Problem statement:
For every line in the records that has the word "trim", make a copy.

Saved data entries
+ + +

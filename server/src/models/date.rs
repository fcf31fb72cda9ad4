//! Conversion between the textual dates clients send, the midnight-UTC
//! timestamps stored for each event, and the `DD-MM-YYYY` wire format.

use chrono::{DateTime, NaiveDate, NaiveDateTime, NaiveTime, Utc};

/// Format used for `eventdate` in list/get responses.
pub const WIRE_DATE_FORMAT: &str = "%d-%m-%Y";

/// Format expected by HTML date pickers.
pub const PICKER_DATE_FORMAT: &str = "%Y-%m-%d";

const DATE_FORMATS: &[&str] = &[
    "%Y-%m-%d",
    "%Y/%m/%d",
    "%m/%d/%Y",
    "%B %d, %Y",
    "%B %d %Y",
    "%d %B %Y",
];

const DATETIME_FORMATS: &[&str] = &[
    "%Y-%m-%dT%H:%M:%S%.f",
    "%Y-%m-%dT%H:%M",
    "%Y-%m-%d %H:%M:%S%.f",
    "%Y-%m-%d %H:%M",
];

/// Parses a client supplied date. Timestamps keep their own calendar date;
/// the time-of-day and offset are discarded.
pub fn parse_event_date(input: &str) -> Option<NaiveDate> {
    let input = input.trim();
    if input.is_empty() {
        return None;
    }

    if let Ok(dt) = DateTime::parse_from_rfc3339(input) {
        return Some(dt.date_naive());
    }
    if let Ok(dt) = DateTime::parse_from_rfc2822(input) {
        return Some(dt.date_naive());
    }

    DATE_FORMATS
        .iter()
        .find_map(|fmt| NaiveDate::parse_from_str(input, fmt).ok())
        .or_else(|| {
            DATETIME_FORMATS
                .iter()
                .find_map(|fmt| NaiveDateTime::parse_from_str(input, fmt).ok())
                .map(|dt| dt.date())
        })
}

/// Storage representation: the calendar date at midnight UTC.
pub fn to_storage(date: NaiveDate) -> DateTime<Utc> {
    date.and_time(NaiveTime::MIN).and_utc()
}

pub fn format_event_date(stored: &DateTime<Utc>) -> String {
    stored.format(WIRE_DATE_FORMAT).to_string()
}

/// Converts a `DD-MM-YYYY` wire date into the `YYYY-MM-DD` form a date
/// picker control expects.
pub fn wire_date_to_picker(wire: &str) -> Option<String> {
    NaiveDate::parse_from_str(wire.trim(), WIRE_DATE_FORMAT)
        .ok()
        .map(|date| date.format(PICKER_DATE_FORMAT).to_string())
}

#[cfg(test)]
mod tests {
    use super::*;
    use chrono::Timelike;

    fn ymd(y: i32, m: u32, d: u32) -> NaiveDate {
        NaiveDate::from_ymd_opt(y, m, d).unwrap()
    }

    #[test]
    fn test_accepts_common_representations() {
        let expected = ymd(2024, 3, 5);
        for input in [
            "2024-03-05",
            "March 5, 2024",
            "Mar 5, 2024",
            "5 March 2024",
            "2024/03/05",
            "03/05/2024",
            "2024-03-05T18:30:00",
            "2024-03-05T18:30",
            "2024-03-05T10:00:00.000Z",
            "2024-03-05T23:30:00-05:00",
            "Tue, 5 Mar 2024 09:00:00 +0000",
            "  2024-03-05  ",
        ] {
            assert_eq!(parse_event_date(input), Some(expected), "input {:?}", input);
        }
    }

    #[test]
    fn test_rejects_garbage() {
        for input in ["", "   ", "not-a-date", "2024-02-30", "2024-13-01", "05-03-2024x"] {
            assert_eq!(parse_event_date(input), None, "input {:?}", input);
        }
    }

    #[test]
    fn test_storage_is_midnight_utc() {
        let stored = to_storage(ymd(2024, 1, 10));
        assert_eq!(stored.date_naive(), ymd(2024, 1, 10));
        assert_eq!(stored.num_seconds_from_midnight(), 0);
        assert_eq!(stored.to_rfc3339(), "2024-01-10T00:00:00+00:00");
    }

    #[test]
    fn test_wire_format_is_independent_of_input_format() {
        let iso = to_storage(parse_event_date("2024-03-05").unwrap());
        let long = to_storage(parse_event_date("March 5, 2024").unwrap());
        assert_eq!(format_event_date(&iso), "05-03-2024");
        assert_eq!(format_event_date(&long), "05-03-2024");
    }

    #[test]
    fn test_wire_date_to_picker() {
        assert_eq!(wire_date_to_picker("10-01-2024").as_deref(), Some("2024-01-10"));
        assert_eq!(wire_date_to_picker("2024-01-10"), None);
        assert_eq!(wire_date_to_picker("31-02-2024"), None);
    }
}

+ + +

Response below:
    let input = input.trim();
    NaiveDate::parse_from_str(wire.trim(), WIRE_DATE_FORMAT)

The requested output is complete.